L'esprit de représailles : le cognac pris entre deux feux

L'enquête sur les eaux-de-vie, lancée le 5 janvier suite à des plaintes de l'industrie nationale, n'a jamais été qu'une question de spiritueux. Les analystes la considèrent largement comme une réponse calculée de Pékin aux droits antisubventions de l'UE sur les véhicules électriques chinois – une mesure de représailles visant une exportation européenne symboliquement forte.

« Cela représente un ciblage stratégique de premier ordre », note un consultant commercial chevronné à Bruxelles. « En sélectionnant le cognac – majoritairement français, très médiatisé, mais ne représentant moins de 1 % des exportations totales de l'UE vers la Chine – Pékin maximise la pression politique tout en minimisant son propre préjudice économique. »

La chronologie est révélatrice. Les conclusions préliminaires de la Chine en octobre 2024 ont établi des marges de dumping de 30,6 % à 39,0 %, exigeant des dépôts des importateurs. Des pourparlers de haut niveau à Paris en juin ont abordé de manière explicite les litiges concernant les eaux-de-vie et les véhicules électriques simultanément, scellant leur lien dans les cadres de négociation.

Pour les grandes maisons comme Pernod Ricard, Rémy Cointreau et LVMH, dont les actions restent 30 à 35 % en dessous des sommets d'octobre 2024, tout dépend de la satisfaction des autorités chinoises par leurs « engagements ». Les ventes ont déjà chuté de 22 % depuis le début de l'année en raison de l'incertitude.

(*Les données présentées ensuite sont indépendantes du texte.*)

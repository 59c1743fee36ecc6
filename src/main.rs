//! Volume Session Engine CLI
//!
//! # WARNING
//! - Synthetic volume generation may violate the terms of the venue you
//!   point it at. The simulated backends carry no such risk; the
//!   aggregator backend trades with real funds.
//! - Only use funds you can afford to lose.

use anyhow::Result;
use clap::{Parser, Subcommand};
use tracing::error;

use volume_runner::cli::commands::{self, RunOverrides};
use volume_runner::config::Config;

/// Synthetic trading-volume session runner
#[derive(Parser)]
#[command(name = "volrun")]
#[command(author, version, about, long_about = None)]
struct Cli {
    /// Path to config file
    #[arg(short, long, default_value = "config.toml")]
    config: String,

    #[command(subcommand)]
    command: Commands,
}

#[derive(Subcommand)]
enum Commands {
    /// Run one volume session to completion
    Run {
        /// Override the configured volume target, in SOL
        #[arg(long)]
        target_volume: Option<f64>,

        /// Override the configured wallet count
        #[arg(long)]
        wallets: Option<usize>,

        /// Override the configured duration, in minutes
        #[arg(long)]
        duration: Option<u64>,

        /// Seed the decision rng for a reproducible session
        #[arg(long)]
        seed: Option<u64>,
    },

    /// Show current configuration (secrets masked)
    Config,

    /// Fetch a quote from the configured settlement backend
    Quote {
        /// buy or sell
        side: String,

        /// SOL for buys, tokens for sells
        amount: f64,
    },
}

#[tokio::main]
async fn main() -> Result<()> {
    // Load environment variables from .env file
    dotenvy::dotenv().ok();

    // Initialize tracing
    tracing_subscriber::fmt()
        .with_env_filter(
            tracing_subscriber::EnvFilter::from_default_env()
                .add_directive("volume_runner=info".parse().unwrap()),
        )
        .with_target(true)
        .init();

    let cli = Cli::parse();

    let config = match Config::load(&cli.config) {
        Ok(cfg) => cfg,
        Err(e) => {
            error!("Failed to load configuration: {}", e);
            std::process::exit(1);
        }
    };

    let result = match cli.command {
        Commands::Run {
            target_volume,
            wallets,
            duration,
            seed,
        } => {
            commands::run(
                &config,
                RunOverrides {
                    target_volume,
                    wallets,
                    duration_minutes: duration,
                    seed,
                },
            )
            .await
        }
        Commands::Config => commands::show_config(&config),
        Commands::Quote { side, amount } => commands::quote(&config, &side, amount).await,
    };

    if let Err(e) = result {
        error!("Command failed: {}", e);
        std::process::exit(1);
    }

    Ok(())
}
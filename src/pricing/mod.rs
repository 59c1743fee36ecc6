//! Price quoting for trades
//!
//! Two interchangeable strategies: an external quote delegated to the
//! settlement backend, or the local linear bonding curve in [`curve`].

pub mod curve;

use serde::{Deserialize, Serialize};

pub use curve::LinearCurve;

/// Trade direction
#[derive(Debug, Clone, Copy, PartialEq, Eq, Serialize, Deserialize)]
#[serde(rename_all = "lowercase")]
pub enum Side {
    Buy,
    Sell,
}

impl Side {
    pub fn as_str(&self) -> &'static str {
        match self {
            Side::Buy => "buy",
            Side::Sell => "sell",
        }
    }
}

impl std::fmt::Display for Side {
    fn fmt(&self, f: &mut std::fmt::Formatter<'_>) -> std::fmt::Result {
        f.write_str(self.as_str())
    }
}

/// A quote for a single trade, before settlement.
///
/// For buys `sol_amount` is the input and `token_amount` the expected
/// output; for sells the reverse.
#[derive(Debug, Clone, Serialize, Deserialize)]
pub struct PriceQuote {
    pub side: Side,
    pub sol_amount: f64,
    pub token_amount: f64,
    /// Average fill price in SOL per token
    pub price: f64,
    /// Deviation from spot in percent, signed away from the taker
    pub price_impact_pct: f64,
    /// Slippage tolerance the quote was requested with
    pub slippage_bps: u32,
}

/// Calculate percentage change between two prices
pub fn percent_change(old_price: f64, new_price: f64) -> f64 {
    if old_price == 0.0 {
        return 0.0;
    }
    ((new_price - old_price) / old_price) * 100.0
}

/// Minimum acceptable output after applying slippage tolerance
pub fn min_out_with_slippage(expected: f64, slippage_bps: u32) -> f64 {
    expected * (10_000u32.saturating_sub(slippage_bps) as f64 / 10_000.0)
}

/// Maximum acceptable input after applying slippage tolerance
pub fn max_in_with_slippage(expected: f64, slippage_bps: u32) -> f64 {
    expected * ((10_000 + slippage_bps) as f64 / 10_000.0)
}
#[cfg(test)]
mod tests {
    use super::*;
    use crate::config::{BackendKind, StoreConfig};

    fn engine() -> VolumeEngine {
        let config = Config {
            store: StoreConfig { path: None },
            rng_seed: Some(7),
            ..Config::default()
        };
        VolumeEngine::new(config).unwrap()
    }

    fn quick_session() -> SessionConfig {
        SessionConfig {
            wallet_count: 4,
            trades_per_minute: 600,
            parallel_trades: 5,
            starting_capital: 0.4,
            target_volume: 0.01,
            max_loss_percent: 100.0,
            min_trade_size: 0.001,
            max_trade_size: 0.01,
            duration_minutes: 60,
            ..SessionConfig::default()
        }
    }

    #[tokio::test]
    async fn test_session_runs_to_volume_target() {
        let engine = engine();
        let id = engine.start_session(quick_session()).await.unwrap();

        let session = tokio::time::timeout(
            std::time::Duration::from_secs(10),
            engine.wait(id),
        )
        .await
        .expect("session did not finish in time")
        .unwrap();

        assert_eq!(session.status, SessionStatus::Completed);
        assert_eq!(session.stop_reason, Some(StopReason::TargetVolume));
        assert!(session.metrics.total_volume >= 0.01);
        assert!(session.metrics.successful_trades > 0);
    }

    #[tokio::test]
    async fn test_unknown_session_is_not_found() {
        let engine = engine();
        let ghost = Uuid::new_v4();

        assert!(matches!(
            engine.status(ghost).await,
            Err(Error::SessionNotFound(_))
        ));
        assert!(matches!(
            engine.pause_session(ghost).await,
            Err(Error::SessionNotFound(_))
        ));
        assert!(matches!(
            engine.stop_session(ghost).await,
            Err(Error::SessionNotFound(_))
        ));
        assert!(matches!(
            engine.trades(ghost, 10).await,
            Err(Error::SessionNotFound(_))
        ));
    }

    #[tokio::test]
    async fn test_stop_session_is_graceful() {
        let engine = engine();
        let cfg = SessionConfig {
            target_volume: 1_000.0,
            ..quick_session()
        };
        let id = engine.start_session(cfg).await.unwrap();

        tokio::time::sleep(std::time::Duration::from_millis(150)).await;
        engine.stop_session(id).await.unwrap();

        let session = tokio::time::timeout(
            std::time::Duration::from_secs(10),
            engine.wait(id),
        )
        .await
        .expect("session did not stop in time")
        .unwrap();

        assert_eq!(session.status, SessionStatus::Stopped);
        assert_eq!(session.stop_reason, Some(StopReason::Manual));
        assert!(session.end_time.is_some());
    }

    #[tokio::test]
    async fn test_commands_rejected_after_terminal_state() {
        let engine = engine();
        let id = engine.start_session(quick_session()).await.unwrap();
        engine.wait(id).await.unwrap();

        assert!(matches!(
            engine.pause_session(id).await,
            Err(Error::SessionState(_))
        ));
        assert!(matches!(
            engine.resume_session(id).await,
            Err(Error::SessionState(_))
        ));
    }

    #[tokio::test]
    async fn test_list_and_trade_history() {
        let engine = engine();
        let id = engine.start_session(quick_session()).await.unwrap();
        engine.wait(id).await.unwrap();

        let sessions = engine.list_sessions().await;
        assert_eq!(sessions.len(), 1);
        assert_eq!(sessions[0].id, id);

        let trades = engine.trades(id, 3).await.unwrap();
        assert!(trades.len() <= 3);
        assert!(!trades.is_empty());
        // Newest first.
        for pair in trades.windows(2) {
            assert!(pair[0].timestamp >= pair[1].timestamp);
        }
    }

    #[tokio::test]
    async fn test_insufficient_funding_rejected_at_start() {
        let config = Config {
            funding: crate::config::FundingConfig {
                keypair_path: None,
                balance_sol: 0.01,
            },
            ..Config::default()
        };
        let engine = VolumeEngine::new(config).unwrap();

        let err = engine.start_session(quick_session()).await.unwrap_err();
        assert!(matches!(err, Error::InsufficientFunding { .. }));
        assert!(engine.list_sessions().await.is_empty());
    }

    #[tokio::test]
    async fn test_transfer_backend_loss_threshold() {
        let config = Config {
            backend: crate::config::BackendConfig {
                kind: BackendKind::Transfer,
                ..Default::default()
            },
            rng_seed: Some(11),
            ..Config::default()
        };
        let engine = VolumeEngine::new(config).unwrap();

        let cfg = SessionConfig {
            wallet_count: 1,
            starting_capital: 0.0001,
            max_loss_percent: 1.0,
            min_trade_size: 0.00001,
            max_trade_size: 0.00005,
            trades_per_minute: 600,
            parallel_trades: 1,
            target_volume: 1_000.0,
            ..SessionConfig::default()
        };
        let id = engine.start_session(cfg).await.unwrap();

        let session = tokio::time::timeout(
            std::time::Duration::from_secs(10),
            engine.wait(id),
        )
        .await
        .expect("session did not stop in time")
        .unwrap();

        assert_eq!(session.status, SessionStatus::Stopped);
        assert_eq!(session.stop_reason, Some(StopReason::LossThreshold));
    }
}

Turbulence atlantique : l'échéance américaine imminente

Alors que les négociateurs européens gèrent l'impasse sur les eaux-de-vie et les VE avec Pékin, une menace plus existentielle plane de l'autre côté de l'Atlantique. L'imposition par Trump en avril de droits de douane de 25 % sur l'acier et l'aluminium, suivie d'une taxe de 20 % sur les marchandises de l'UE, a été temporairement assouplie à un « tarif universel » de 10 % pendant une période de négociation de 90 jours se terminant le 9 juillet.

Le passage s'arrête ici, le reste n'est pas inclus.